2010 First Quarter Update - Model Retirement Portfolio
Monday, April 26, 2010 at 09:44AM
The Model Retirement Portfolio performed very well and produced a total return of over 7% in the first quarter of 2010. The Portfolio return can be seen here: Model Investment Portfolio's - April 15, 2010.
The two biggest Portfolio winners have been Bank Of America and General Electric. The big moves in the first quarter in these two stocks have made them over-valued in the short term and have made us decide to take some profit.

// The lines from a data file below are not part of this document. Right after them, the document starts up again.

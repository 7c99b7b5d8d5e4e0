//! Custom error types for autobackup
//!
//! This module defines the error hierarchy for the backup engine using
//! thiserror for ergonomic error definitions.

use thiserror::Error;

/// The main error type for backup operations
#[derive(Error, Debug)]
pub enum BackupError {
    /// Configuration-related errors
    #[error("Configuration error: {0}")]
    Config(String),

    /// File I/O errors outside the storage backend
    #[error("I/O error: {0}")]
    Io(String),

    /// JSON serialization/deserialization errors
    #[error("JSON error: {0}")]
    Json(String),

    /// Storage backend unreachable, permission denied, disk full
    #[error("Storage error: {0}")]
    Storage(String),

    /// Entity not found errors
    #[error("{entity_type} not found: {identifier}")]
    NotFound {
        entity_type: &'static str,
        identifier: String,
    },

    /// Restored content failed structural validation
    #[error("Invalid backup format: {0}")]
    InvalidFormat(String),

    /// The state exporter could not produce a snapshot
    #[error("Export error: {0}")]
    Export(String),

    /// Retained backups already exceed the size ceiling; creation is skipped
    #[error("Backup size limit exceeded: {total_size} bytes retained, limit is {limit} bytes")]
    SizeLimitExceeded { total_size: u64, limit: u64 },
}

impl BackupError {
    /// Create a "not found" error for a backup record or blob
    pub fn backup_not_found(identifier: impl Into<String>) -> Self {
        Self::NotFound {
            entity_type: "Backup",
            identifier: identifier.into(),
        }
    }

    /// Check if this is a "not found" error
    pub fn is_not_found(&self) -> bool {
        matches!(self, Self::NotFound { .. })
    }

    /// Check if this error only signals a skipped backup rather than a failure
    pub fn is_soft_skip(&self) -> bool {
        matches!(self, Self::SizeLimitExceeded { .. })
    }
}

impl From<std::io::Error> for BackupError {
    fn from(err: std::io::Error) -> Self {
        Self::Io(err.to_string())
    }
}

impl From<serde_json::Error> for BackupError {
    fn from(err: serde_json::Error) -> Self {
        Self::Json(err.to_string())
    }
}

/// Result type alias for backup operations
pub type BackupResult<T> = Result<T, BackupError>;

#[cfg(test)]
mod tests {
    use super::*;

    #[test]
    fn test_error_display() {
        let err = BackupError::Config("test error".into());
        assert_eq!(err.to_string(), "Configuration error: test error");
    }

    #[test]
    fn test_not_found_error() {
        let err = BackupError::backup_not_found("1a2b3c4d");
        assert_eq!(err.to_string(), "Backup not found: 1a2b3c4d");
        assert!(err.is_not_found());
        assert!(!err.is_soft_skip());
    }

    #[test]
    fn test_size_limit_is_soft_skip() {
        let err = BackupError::SizeLimitExceeded {
            total_size: 200,
            limit: 100,
        };
        assert!(err.is_soft_skip());
        assert_eq!(
            err.to_string(),
            "Backup size limit exceeded: 200 bytes retained, limit is 100 bytes"
        );
    }

    #[test]
    fn test_from_io_error() {
        let io_err = std::io::Error::new(std::io::ErrorKind::NotFound, "file not found");
        let err: BackupError = io_err.into();
        assert!(matches!(err, BackupError::Io(_)));
    }
}
//! Whole-file JSON reads and crash-safe JSON writes

use std::ffi::OsString;
use std::fs::{self, File};
use std::io::{self, Write};
use std::path::{Path, PathBuf};

use serde::{de::DeserializeOwned, Serialize};

use crate::error::{BackupError, BackupResult};

/// Read a JSON document, or `T::default()` when there is no file yet
pub fn read_json<T, P>(path: P) -> BackupResult<T>
where
    T: DeserializeOwned + Default,
    P: AsRef<Path>,
{
    let path = path.as_ref();
    match fs::read(path) {
        Ok(bytes) => parse(path, &bytes),
        Err(e) if e.kind() == io::ErrorKind::NotFound => Ok(T::default()),
        Err(e) => Err(storage_error("read", path, e)),
    }
}

/// Read a JSON document that must exist
pub fn read_json_required<T, P>(path: P) -> BackupResult<T>
where
    T: DeserializeOwned,
    P: AsRef<Path>,
{
    let path = path.as_ref();
    let bytes = fs::read(path).map_err(|e| storage_error("read", path, e))?;
    parse(path, &bytes)
}

/// Replace `path` with `value` serialized as pretty JSON
///
/// The bytes go to `<name>.tmp` next to the target and are renamed over it
/// once synced, so readers see the old document or the new one.
pub fn write_json_atomic<T, P>(path: P, value: &T) -> BackupResult<()>
where
    T: Serialize,
    P: AsRef<Path>,
{
    let path = path.as_ref();
    let bytes = serde_json::to_vec_pretty(value)
        .map_err(|e| BackupError::Storage(format!("Cannot encode {}: {}", path.display(), e)))?;

    if let Some(dir) = path.parent().filter(|d| !d.as_os_str().is_empty()) {
        fs::create_dir_all(dir).map_err(|e| storage_error("create directory for", path, e))?;
    }

    let staging = staging_path(path);
    let written = File::create(&staging)
        .and_then(|mut file| {
            file.write_all(&bytes)?;
            file.sync_all()
        })
        .and_then(|()| fs::rename(&staging, path));

    written.map_err(|e| {
        let _ = fs::remove_file(&staging);
        storage_error("write", path, e)
    })
}

fn staging_path(path: &Path) -> PathBuf {
    let mut name = path.file_name().map(OsString::from).unwrap_or_default();
    name.push(".tmp");
    path.with_file_name(name)
}

fn parse<T: DeserializeOwned>(path: &Path, bytes: &[u8]) -> BackupResult<T> {
    serde_json::from_slice(bytes)
        .map_err(|e| BackupError::Storage(format!("Cannot parse {}: {}", path.display(), e)))
}

fn storage_error(action: &str, path: &Path, e: io::Error) -> BackupError {
    BackupError::Storage(format!("Cannot {} {}: {}", action, path.display(), e))
}

#[cfg(test)]
mod tests {
    use super::*;
    use serde::Deserialize;
    use std::collections::BTreeMap;
    use tempfile::TempDir;

    #[derive(Debug, Clone, PartialEq, Serialize, Deserialize, Default)]
    struct Marker {
        label: String,
        count: u64,
    }

    #[test]
    fn test_missing_file_reads_as_default() {
        let temp_dir = TempDir::new().unwrap();
        let map: BTreeMap<String, String> = read_json(temp_dir.path().join("absent.json")).unwrap();
        assert!(map.is_empty());
    }

    #[test]
    fn test_write_replaces_and_cleans_staging() {
        let temp_dir = TempDir::new().unwrap();
        let path = temp_dir.path().join("marker.json");

        write_json_atomic(&path, &Marker { label: "a".into(), count: 1 }).unwrap();
        let second = Marker { label: "b".into(), count: 2 };
        write_json_atomic(&path, &second).unwrap();

        assert_eq!(read_json_required::<Marker, _>(&path).unwrap(), second);
        assert!(!temp_dir.path().join("marker.json.tmp").exists());
    }

    #[test]
    fn test_write_creates_missing_directories() {
        let temp_dir = TempDir::new().unwrap();
        let path = temp_dir.path().join("a").join("b").join("marker.json");

        write_json_atomic(&path, &Marker::default()).unwrap();
        assert!(path.exists());
    }

    #[test]
    fn test_failed_rename_keeps_old_document() {
        let temp_dir = TempDir::new().unwrap();
        let path = temp_dir.path().join("marker.json");
        fs::create_dir(&path).unwrap();

        let err = write_json_atomic(&path, &Marker::default()).unwrap_err();
        assert!(matches!(err, BackupError::Storage(_)));
        assert!(path.is_dir());
        assert!(!temp_dir.path().join("marker.json.tmp").exists());
    }

    #[test]
    fn test_required_read_errors() {
        let temp_dir = TempDir::new().unwrap();
        let path = temp_dir.path().join("marker.json");
        assert!(read_json_required::<Marker, _>(&path).is_err());

        fs::write(&path, "not json").unwrap();
        assert!(matches!(
            read_json_required::<Marker, _>(&path),
            Err(BackupError::Storage(_))
        ));
        // Present but unparsable is an error even with a default
        assert!(read_json::<Marker, _>(&path).is_err());
    }
}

Bank Of America had a great performance in the first quarter with a return of more than 13%. However, the easy money has been made in this stock and we would reduce our position by selling (500 shares) at 20. We will place a good to cancel order at that price. Longer term, Bank Of America is a 30 dollar stock with a nice potential dividend.and we will continue to hold our remaining 500 shares of Bank Of America common stock for the long term.
General Electric has been a big winner with the stock up over 20% in the first quarter. The stock is fully valued on a short term basis at a price of 20. We are placing a good to cancel order at the price of 20 for our entire 500 share position. The company still has a lot of credit risk on its balance sheet and further upside in the short term is limited.
Abbott Labs was down 4% in the first quarter as health care stocks struggled with the industry reform bill which recently passed in Washington D.C. Abbott Labs remains a blue chip company with an excellent dividend yield and good future growth prospects. The shares should be held for the long term.
Florida Power And Light was the biggest loser in the Retirement Model Portfolio in the first quarter of 2010. The company was the victim of a rate decision in Florida that went against the company's long term growth plans. The weakness in the share price will be temporary since the company is one of the largest provider of alternative energy in the country. It is well positioned for long term growth and pays an excellent dividend for us to to wait.
BP Plc Adr is a long term core holding in the energy sector. The stock increased by more than 4% in the first quarter. The firm has a leading international position in oil, gas and alternative energy. A greater than 5% yield and an excellent balance sheet makes this company suitable for any retirement account.
Automatic Data Processing (ADP) is another undervalued firm perfectly positioned for a retirement portfolio. Like BP, the portfolio holding increased by 4% in the first quarter of 2010. An excellent dividend and a pristine balance sheet make the stock a core long term holding in the Model Retirement Portfolio.
Pepsico is a blue chip equity in the beverage and the snack food industry. Pepsico increased by nearly 10% in the Model Retirement Portfolio in the first quarter of 2010. The growth outlook for the company is very positive and Pepsico has just increased the stock dividend. Pepsico continues to be a core holding for growth and Income in the Model Retirement Portfolio.
Vodafone has a short term catalyst that could dramatically boost the share price in the next several months. Verizon has been in discussions with Vodafone for a resumption of the Vodafone dividend from Verizon Wireless. The stock has been a winner by over 9% during the first quarter and further gains in the share price are ahead.
Sprotts Physical Gold Trust gained nearly 6% in the first quarter of 2010. The Trust holds gold bullion and will appreciate with the price of the metal. The Trust makes a fine inflation hedge in the Model Retirement Portfolio.